Date of Award:

12-2020

Document Type:

Thesis

Degree Name:

Master of Science (MS)

Department:

Civil and Environmental Engineering

Committee Chair(s)

Ziqi Song

Committee

Ziqi Song

Committee

Patrick Singleton

Committee

Haitao Wang

Abstract

Transportation is one of the most significant contributing sectors to emissions and consequently air pollution in the United States. Many state and private fleet agencies have announced their visions of zero-emission fleet programs. Adopting alternative fuel vehicle (AFV) is a viable option for achieving this objective. AFVs offer lower emissions along with low operating and maintenance costs, and higher fuel economy. The advancement of technologies has provided several AFV options, such as hybrid electric vehicles (HEV), electric vehicles (EV), compressed natural gas vehicles (CNGV), and liquefied petroleum gas vehicles (LPGV). The main challenges in adopting AFVs are the high purchasing cost, lack of adequate infrastructure, and the uncertainty of future fuel cost.
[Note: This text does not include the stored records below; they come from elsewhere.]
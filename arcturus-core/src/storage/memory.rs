//! In-memory vector and payload store.

use parking_lot::RwLock;

use crate::error::{Error, Result};
use crate::payload::Payload;
use crate::storage::{PayloadStore, VectorStore};

#[derive(Debug, Clone)]
struct VectorRecord {
    id: String,
    data: Vec<f64>,
    payload_offset: u64,
    deleted: bool,
}

#[derive(Debug, Default)]
struct Records {
    vectors: Vec<VectorRecord>,
    payloads: Vec<Payload>,
}

/// Process-local store. Offsets are positions in append order.
///
/// # Example
///
/// ```
/// use arcturus_core::storage::{MemoryStore, PayloadStore, VectorStore};
/// use arcturus_core::Payload;
///
/// let store = MemoryStore::new();
/// let payload_offset = store.write_payload(&Payload::new().with_field("k", "v")).unwrap();
/// let offset = store.persist("a", &[1.0, 2.0], payload_offset).unwrap();
///
/// assert_eq!(store.read_payload(payload_offset).unwrap().get_str("k"), Some("v"));
/// assert!(!store.is_deleted(offset));
/// ```
#[derive(Debug, Default)]
pub struct MemoryStore {
    records: RwLock<Records>,
}

impl MemoryStore {
    pub fn new() -> Self {
        Self::default()
    }

    /// Number of vector records, deleted ones included.
    pub fn vector_records(&self) -> usize {
        self.records.read().vectors.len()
    }

    /// Returns true if the vector record at `offset` is flagged deleted.
    /// Unknown offsets report false.
    pub fn is_deleted(&self, offset: u64) -> bool {
        self.records
            .read()
            .vectors
            .get(offset as usize)
            .map(|r| r.deleted)
            .unwrap_or(false)
    }

    /// Returns the id, data and payload offset stored at `offset`.
    pub fn vector_at(&self, offset: u64) -> Option<(String, Vec<f64>, u64)> {
        self.records
            .read()
            .vectors
            .get(offset as usize)
            .map(|r| (r.id.clone(), r.data.clone(), r.payload_offset))
    }
}

impl VectorStore for MemoryStore {
    fn persist(&self, id: &str, data: &[f64], payload_offset: u64) -> Result<u64> {
        let mut records = self.records.write();
        let offset = records.vectors.len() as u64;
        records.vectors.push(VectorRecord {
            id: id.to_string(),
            data: data.to_vec(),
            payload_offset,
            deleted: false,
        });
        Ok(offset)
    }

    fn mark_deleted(&self, offset: u64) -> Result<()> {
        let mut records = self.records.write();
        match records.vectors.get_mut(offset as usize) {
            Some(record) => {
                record.deleted = true;
                Ok(())
            }
            None => Err(Error::storage(
                "mark deleted failed",
                format!("no vector record at offset {}", offset),
            )),
        }
    }
}

impl PayloadStore for MemoryStore {
    fn write_payload(&self, payload: &Payload) -> Result<u64> {
        let mut records = self.records.write();
        let offset = records.payloads.len() as u64;
        records.payloads.push(payload.clone());
        Ok(offset)
    }

    fn read_payload(&self, offset: u64) -> Result<Payload> {
        self.records
            .read()
            .payloads
            .get(offset as usize)
            .cloned()
            .ok_or_else(|| {
                Error::storage(
                    "read payload failed",
                    format!("no payload at offset {}", offset),
                )
            })
    }
}
//! Error types for Arcturus operations.

use thiserror::Error;

/// Result type alias using Arcturus's Error type.
pub type Result<T> = std::result::Result<T, Error>;

/// Errors that can occur during Arcturus operations.
///
/// Search itself never fails per result: payload read failures during result
/// resolution are logged and the affected result is dropped. Only the
/// surrounding collection operations return these errors.
#[derive(Debug, Error)]
pub enum Error {
    /// Vector dimension differs from the collection dimension.
    #[error("dimension mismatch: expected {expected}, got {got}")]
    DimensionMismatch { expected: usize, got: usize },

    /// A vector with the same ID already exists in the collection.
    #[error("duplicate vector id: {0}")]
    DuplicateId(String),

    /// A vector or query holds a NaN or infinite component.
    #[error("invalid vector: {0}")]
    InvalidVector(String),

    /// Vector with the given ID was not found.
    #[error("vector not found: {0}")]
    VectorNotFound(String),

    /// Collection with the given name was not found.
    #[error("collection not found: {0}")]
    CollectionNotFound(String),

    /// Secondary index with the given name was not found.
    #[error("index not found: {0}")]
    IndexNotFound(String),

    /// A collection with the given name already exists.
    #[error("collection already exists: {0}")]
    CollectionExists(String),

    /// A secondary index with the given name already exists.
    #[error("index already exists: {0}")]
    IndexExists(String),

    /// Invalid or unreadable configuration.
    #[error("invalid config: {0}")]
    InvalidConfig(String),

    /// The vector or payload store failed.
    #[error("storage failure: {0}")]
    StorageFailure(String),

    /// A background secondary index update failed.
    #[error("index maintenance failed: {0}")]
    IndexMaintenance(String),

    /// A blocking task offloaded from an async runtime panicked or was
    /// cancelled.
    #[error("background task failed: {0}")]
    TaskFailed(String),
}

impl Error {
    /// Returns true for the "referenced entity does not exist" family.
    pub fn is_not_found(&self) -> bool {
        matches!(
            self,
            Error::VectorNotFound(_) | Error::CollectionNotFound(_) | Error::IndexNotFound(_)
        )
    }

    pub(crate) fn storage(context: &str, err: impl std::fmt::Display) -> Self {
        Error::StorageFailure(format!("{}: {}", context, err))
    }
}
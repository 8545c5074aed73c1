//! Query execution over a KD-tree.
//!
//! One query moves through these phases:
//!
//! 1. **Init**: an empty tree yields an empty result.
//! 2. **Pruning**: the traversal radius is a fraction of the collection
//!    diagonal.
//! 3. **Dispatch**: traversal tasks emit every reached node as a candidate.
//! 4. **Drain**: the aggregator workers finish ranking every candidate.
//! 5. **PostFilter**: euclidean queries with `max_distance_percent > 0` drop
//!    results farther than that fraction of the diagonal.
//! 6. **Sorted**: results are ordered by distance and their payloads resolved.
//!
//! The pruning radius is a heuristic, not a guarantee: true neighbors behind a
//! pruned hyperplane are missed.

pub mod aggregator;

use std::sync::Arc;
use std::time::Instant;

use crossbeam_channel::Sender;
use rayon::Scope;
use serde::Serialize;
use tracing::{debug, warn};

use crate::config::SearchConfig;
use crate::distance::DistanceMetric;
use crate::error::{Error, Result};
use crate::filter::Filter;
use crate::geometry::Geometry;
use crate::index::kd_tree::{KdNode, KdTree};
use crate::payload::Payload;
use crate::storage::PayloadStore;
use crate::vector::{ensure_finite, Vector, VectorId};

pub use aggregator::{BoundedQueue, ResultAggregator, ScoredVector};

/// Per-query parameters.
///
/// # Example
///
/// ```
/// use arcturus_core::{Filter, SearchParams};
///
/// let params = SearchParams::new(10)
///     .with_max_distance_percent(0.5)
///     .with_filter(Filter::field("type").eq("x"));
/// assert_eq!(params.k, 10);
/// ```
#[derive(Debug, Clone, Default)]
pub struct SearchParams {
    /// Maximum number of results; 0 returns every visited match.
    pub k: usize,
    /// Euclidean cutoff as a fraction of the diagonal; 0 disables it.
    pub max_distance_percent: f64,
    /// Payload predicates a candidate must satisfy.
    pub filter: Option<Filter>,
    /// Overrides the configured pruning fraction for this query.
    pub radius_fraction: Option<f64>,
}

impl SearchParams {
    /// Returns the best `k` results.
    pub fn new(k: usize) -> Self {
        Self {
            k,
            ..Self::default()
        }
    }

    /// Returns every visited match, unbounded.
    pub fn all() -> Self {
        Self::default()
    }

    pub fn with_max_distance_percent(mut self, percent: f64) -> Self {
        self.max_distance_percent = percent;
        self
    }

    pub fn with_filter(mut self, filter: Filter) -> Self {
        self.filter = Some(filter);
        self
    }

    pub fn with_radius_fraction(mut self, fraction: f64) -> Self {
        self.radius_fraction = Some(fraction);
        self
    }

    /// Disables pruning: every node of the tree is visited.
    pub fn unrestricted(self) -> Self {
        self.with_radius_fraction(f64::INFINITY)
    }
}

/// A ranked search hit.
#[derive(Debug, Clone, PartialEq, Serialize)]
pub struct SearchResult {
    pub id: VectorId,
    pub distance: f64,
    pub payload: Payload,
}

/// Executes queries against one tree and the geometry of its collection.
///
/// The same coordinator serves full-collection searches (the collection tree)
/// and index-scoped searches (one secondary index entry).
pub struct SearchCoordinator<'a> {
    tree: &'a KdTree,
    geometry: &'a Geometry,
    metric: DistanceMetric,
    payloads: &'a dyn PayloadStore,
    config: &'a SearchConfig,
}

impl<'a> SearchCoordinator<'a> {
    pub fn new(
        tree: &'a KdTree,
        geometry: &'a Geometry,
        metric: DistanceMetric,
        payloads: &'a dyn PayloadStore,
        config: &'a SearchConfig,
    ) -> Self {
        Self {
            tree,
            geometry,
            metric,
            payloads,
            config,
        }
    }

    /// Traversal radius for a pruning fraction. An infinite fraction visits
    /// everything, even when the diagonal is zero.
    pub fn pruning_radius(&self, fraction: f64) -> f64 {
        if fraction.is_infinite() {
            f64::INFINITY
        } else {
            self.geometry.pruning_radius(fraction)
        }
    }

    /// Runs a query to completion.
    ///
    /// # Errors
    ///
    /// Returns [`Error::DimensionMismatch`] if `query` does not have the
    /// tree's dimension and [`Error::InvalidVector`] if it holds a NaN or
    /// infinite component. Per-result payload failures are logged and the
    /// result is dropped.
    pub fn search(&self, query: &[f64], params: &SearchParams) -> Result<Vec<SearchResult>> {
        if query.len() != self.tree.dimension() {
            return Err(Error::DimensionMismatch {
                expected: self.tree.dimension(),
                got: query.len(),
            });
        }
        ensure_finite(query)?;

        let Some(root) = self.tree.root() else {
            return Ok(Vec::new());
        };

        let start = Instant::now();
        let fraction = params.radius_fraction.unwrap_or(self.config.radius_fraction);
        let radius = self.pruning_radius(fraction);

        let aggregator = ResultAggregator::new(
            self.metric,
            query,
            params.filter.as_ref(),
            self.payloads,
            params.k,
        );

        let mut scored = if self.tree.len() < self.config.sequential_threshold {
            self.tree.traverse(query, radius, |node| {
                aggregator.consider(node.vector());
            });
            aggregator.into_results()
        } else {
            aggregator.run(self.config.workers, self.config.channel_capacity, |tx| {
                rayon::scope(|s| dispatch(s, root, query, radius, &tx));
            })
        };
        let candidates = scored.len();

        if self.metric == DistanceMetric::Euclidean && params.max_distance_percent > 0.0 {
            let cutoff = params.max_distance_percent * self.geometry.diagonal_length();
            scored.retain(|s| s.distance <= cutoff);
        }

        scored.sort_by(|a, b| a.distance.total_cmp(&b.distance));

        let results: Vec<SearchResult> = scored
            .into_iter()
            .filter_map(|s| self.resolve(s))
            .collect();

        debug!(
            tree_size = self.tree.len(),
            radius,
            candidates,
            results = results.len(),
            elapsed_us = start.elapsed().as_micros() as u64,
            "search complete"
        );

        Ok(results)
    }

    fn resolve(&self, scored: ScoredVector) -> Option<SearchResult> {
        match self.payloads.read_payload(scored.vector.payload_offset()) {
            Ok(payload) => Some(SearchResult {
                id: scored.vector.id().to_string(),
                distance: scored.distance,
                payload,
            }),
            Err(e) => {
                warn!(id = scored.vector.id(), error = %e, "dropping result with unreadable payload");
                None
            }
        }
    }
}

/// Walks the near chain below `node` on the current task and spawns a task
/// for every far child within `radius`.
fn dispatch<'s, 't: 's>(
    scope: &Scope<'s>,
    node: &'t KdNode,
    query: &'t [f64],
    radius: f64,
    tx: &Sender<&'t Arc<Vector>>,
) {
    let mut next = Some(node);
    while let Some(node) = next {
        if tx.send(node.vector()).is_err() {
            return;
        }

        let (near, far) = node.branches(query, radius);
        if let Some(far) = far {
            let tx = tx.clone();
            scope.spawn(move |s| dispatch(s, far, query, radius, &tx));
        }
        next = near;
    }
}
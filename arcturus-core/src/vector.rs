//! Vector types for Arcturus.

use std::sync::atomic::{AtomicBool, Ordering};

use crate::error::{Error, Result};

/// Unique identifier for a vector within a collection.
pub type VectorId = String;

/// A stored vector with its identity and storage locations.
///
/// Vectors are immutable once inserted. The only state change is the terminal
/// deleted marker set when the vector is removed from its collection; tree
/// nodes and secondary index entries share the same `Arc<Vector>`, so they all
/// observe the marker.
#[derive(Debug)]
pub struct Vector {
    id: VectorId,
    data: Vec<f64>,
    storage_offset: u64,
    payload_offset: u64,
    deleted: AtomicBool,
}

impl Vector {
    /// Creates a vector that has been persisted at `storage_offset` with its
    /// payload at `payload_offset`.
    ///
    /// # Example
    ///
    /// ```
    /// use arcturus_core::Vector;
    ///
    /// let v = Vector::new("doc-1", vec![1.0, 2.0, 3.0], 0, 0);
    /// assert_eq!(v.dimension(), 3);
    /// assert!(!v.is_deleted());
    /// ```
    pub fn new(
        id: impl Into<VectorId>,
        data: Vec<f64>,
        storage_offset: u64,
        payload_offset: u64,
    ) -> Self {
        Self {
            id: id.into(),
            data,
            storage_offset,
            payload_offset,
            deleted: AtomicBool::new(false),
        }
    }

    #[inline]
    pub fn id(&self) -> &str {
        &self.id
    }

    /// Returns the dimension (length) of the vector.
    #[inline]
    pub fn dimension(&self) -> usize {
        self.data.len()
    }

    /// Returns a slice view of the vector data.
    #[inline]
    pub fn as_slice(&self) -> &[f64] {
        &self.data
    }

    /// Offset of the raw vector record in the vector store.
    #[inline]
    pub fn storage_offset(&self) -> u64 {
        self.storage_offset
    }

    /// Offset of the payload record in the payload store.
    #[inline]
    pub fn payload_offset(&self) -> u64 {
        self.payload_offset
    }

    /// Returns true once the vector has been deleted from its collection.
    #[inline]
    pub fn is_deleted(&self) -> bool {
        self.deleted.load(Ordering::Acquire)
    }

    /// Sets the terminal deleted marker.
    pub(crate) fn mark_deleted(&self) {
        self.deleted.store(true, Ordering::Release);
    }

    /// Computes the L2 norm of the vector.
    #[inline]
    pub fn norm(&self) -> f64 {
        self.data.iter().map(|x| x * x).sum::<f64>().sqrt()
    }
}

/// Rejects data holding a NaN or infinite component.
///
/// Such components have no place on either side of a splitting hyperplane
/// and produce distances that cannot be ranked.
pub fn ensure_finite(data: &[f64]) -> Result<()> {
    match data.iter().position(|x| !x.is_finite()) {
        Some(i) => Err(Error::InvalidVector(format!(
            "component {} is {}",
            i, data[i]
        ))),
        None => Ok(()),
    }
}

impl AsRef<[f64]> for Vector {
    fn as_ref(&self) -> &[f64] {
        &self.data
    }
}

impl std::ops::Index<usize> for Vector {
    type Output = f64;

    fn index(&self, index: usize) -> &Self::Output {
        &self.data[index]
    }
}
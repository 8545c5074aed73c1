//! Payload filters evaluated during search.
//!
//! A [`Filter`] is an ordered list of `{key, operator, value}` predicates that
//! must all hold. Workers evaluate it against a candidate's payload before
//! computing the distance, so rejected candidates never pay for the metric.

use serde::{Deserialize, Serialize};
use serde_json::Value;

use crate::payload::Payload;

/// Comparison operator of a single predicate.
#[derive(Debug, Clone, Copy, PartialEq, Eq, Serialize, Deserialize)]
#[serde(rename_all = "snake_case")]
pub enum Operator {
    /// Field equals value.
    Eq,
    /// Field is missing or differs from value.
    Ne,
    /// Numeric field greater than value.
    Gt,
    /// Numeric field greater than or equal to value.
    Gte,
    /// Numeric field less than value.
    Lt,
    /// Numeric field less than or equal to value.
    Lte,
    /// Field equals one of the values of an array.
    In,
    /// String field contains the value as a substring.
    Contains,
    /// Field is present (value ignored).
    Exists,
}

/// A single `{key, operator, value}` condition.
#[derive(Debug, Clone, PartialEq, Serialize, Deserialize)]
pub struct Predicate {
    pub key: String,
    pub op: Operator,
    #[serde(default)]
    pub value: Value,
}

impl Predicate {
    pub fn new(key: impl Into<String>, op: Operator, value: impl Into<Value>) -> Self {
        Self {
            key: key.into(),
            op,
            value: value.into(),
        }
    }

    /// Evaluates this predicate against a payload.
    pub fn matches(&self, payload: &Payload) -> bool {
        let field = payload.get(&self.key);
        match self.op {
            Operator::Eq => field.map(|v| values_equal(v, &self.value)).unwrap_or(false),
            Operator::Ne => field.map(|v| !values_equal(v, &self.value)).unwrap_or(true),
            Operator::Gt => compare_numbers(field, &self.value, |a, b| a > b),
            Operator::Gte => compare_numbers(field, &self.value, |a, b| a >= b),
            Operator::Lt => compare_numbers(field, &self.value, |a, b| a < b),
            Operator::Lte => compare_numbers(field, &self.value, |a, b| a <= b),
            Operator::In => match (field, &self.value) {
                (Some(v), Value::Array(values)) => values.iter().any(|x| values_equal(v, x)),
                _ => false,
            },
            Operator::Contains => match (field.and_then(Value::as_str), self.value.as_str()) {
                (Some(s), Some(needle)) => s.contains(needle),
                _ => false,
            },
            Operator::Exists => field.is_some(),
        }
    }
}

/// Conjunction of predicates. The empty filter matches everything.
///
/// # Example
///
/// ```
/// use arcturus_core::{Filter, Payload};
///
/// let filter = Filter::field("type").eq("x").and(Filter::field("year").gte(2020));
/// let payload = Payload::new().with_field("type", "x").with_field("year", 2024);
/// assert!(filter.matches(&payload));
/// assert!(!filter.matches(&Payload::new().with_field("type", "y")));
/// ```
#[derive(Debug, Clone, Default, PartialEq, Serialize, Deserialize)]
#[serde(transparent)]
pub struct Filter {
    predicates: Vec<Predicate>,
}

impl Filter {
    /// Creates a filter that matches every payload.
    pub fn new() -> Self {
        Self::default()
    }

    /// Starts a predicate on a payload field.
    pub fn field(name: &str) -> FieldFilter {
        FieldFilter {
            field_name: name.to_string(),
        }
    }

    pub fn from_predicates(predicates: Vec<Predicate>) -> Self {
        Self { predicates }
    }

    /// Appends the predicates of `other`; both must hold.
    pub fn and(mut self, other: Filter) -> Self {
        self.predicates.extend(other.predicates);
        self
    }

    /// Appends a single predicate. Chainable.
    pub fn with(mut self, predicate: Predicate) -> Self {
        self.predicates.push(predicate);
        self
    }

    pub fn predicates(&self) -> &[Predicate] {
        &self.predicates
    }

    #[inline]
    pub fn is_empty(&self) -> bool {
        self.predicates.is_empty()
    }

    /// Returns true if every predicate holds, in order, short-circuiting on
    /// the first failure.
    pub fn matches(&self, payload: &Payload) -> bool {
        self.predicates.iter().all(|p| p.matches(payload))
    }
}

/// Builder for field-specific predicates.
#[derive(Debug)]
pub struct FieldFilter {
    field_name: String,
}

impl FieldFilter {
    fn build(self, op: Operator, value: Value) -> Filter {
        Filter::new().with(Predicate::new(self.field_name, op, value))
    }

    pub fn eq<V: Into<Value>>(self, value: V) -> Filter {
        self.build(Operator::Eq, value.into())
    }

    pub fn ne<V: Into<Value>>(self, value: V) -> Filter {
        self.build(Operator::Ne, value.into())
    }

    pub fn gt<V: Into<Value>>(self, value: V) -> Filter {
        self.build(Operator::Gt, value.into())
    }

    pub fn gte<V: Into<Value>>(self, value: V) -> Filter {
        self.build(Operator::Gte, value.into())
    }

    pub fn lt<V: Into<Value>>(self, value: V) -> Filter {
        self.build(Operator::Lt, value.into())
    }

    pub fn lte<V: Into<Value>>(self, value: V) -> Filter {
        self.build(Operator::Lte, value.into())
    }

    /// Field value is in the given list.
    pub fn contained_in<V: Into<Value>>(self, values: Vec<V>) -> Filter {
        let values: Vec<Value> = values.into_iter().map(Into::into).collect();
        self.build(Operator::In, Value::Array(values))
    }

    /// Field (as string) contains the given substring.
    pub fn contains(self, substring: &str) -> Filter {
        self.build(Operator::Contains, Value::from(substring))
    }

    pub fn exists(self) -> Filter {
        self.build(Operator::Exists, Value::Null)
    }
}

/// Numbers compare by value, so `2024` equals `2024.0`; other values by JSON
/// equality.
fn values_equal(a: &Value, b: &Value) -> bool {
    match (a, b) {
        (Value::Number(_), Value::Number(_)) => compare_numbers(Some(a), b, |x, y| x == y),
        _ => a == b,
    }
}

fn compare_numbers<F>(field_value: Option<&Value>, target: &Value, cmp: F) -> bool
where
    F: Fn(f64, f64) -> bool,
{
    match (field_value.and_then(Value::as_f64), target.as_f64()) {
        (Some(a), Some(b)) => cmp(a, b),
        _ => false,
    }
}
//! Storage collaborators for vectors and payloads.
//!
//! The search engine only needs two capabilities from storage:
//! - [`VectorStore`]: durable append of raw vector records, plus flagging a
//!   record as deleted.
//! - [`PayloadStore`]: write a payload and read it back by offset.
//!
//! Two implementations are provided:
//! - [`MemoryStore`] keeps everything in process memory.
//! - [`FileStore`] appends checksummed records to a [`DataFile`].

pub mod data_file;
pub mod memory;

pub use data_file::{DataFile, FileStore, StoredVector};
pub use memory::MemoryStore;

use crate::error::Result;
use crate::payload::Payload;

/// Durable storage of raw vector data.
pub trait VectorStore: Send + Sync {
    /// Appends a vector record and returns its storage offset.
    fn persist(&self, id: &str, data: &[f64], payload_offset: u64) -> Result<u64>;

    /// Flags the record at `offset` as deleted. The bytes stay in place.
    fn mark_deleted(&self, offset: u64) -> Result<()>;

    /// Flushes buffered writes.
    fn flush(&self) -> Result<()> {
        Ok(())
    }
}

/// Storage of payload metadata addressed by offset.
pub trait PayloadStore: Send + Sync {
    /// Appends a payload record and returns its offset.
    fn write_payload(&self, payload: &Payload) -> Result<u64>;

    /// Reads the payload stored at `offset`.
    fn read_payload(&self, offset: u64) -> Result<Payload>;
}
This study aims to introducing AFVs in the fleet while minimizing the life-cycle cost by utilizing an optimization replacement model. To account for the uncertainty of the fuel prices, the rolling horizon (RH) approach has been adopted for the optimization model. This RH approach considers the updated parameters and data while adjusting the vehicle replacement decisions. This study found purchasing price, variations of fuel price and daily activity (miles driven per day) of vehicles as the most significant factors for the vehicle replacement decisions. The study also showed that RH model can provide more cost-efficient fleet composition decisions compared to other models currently being used.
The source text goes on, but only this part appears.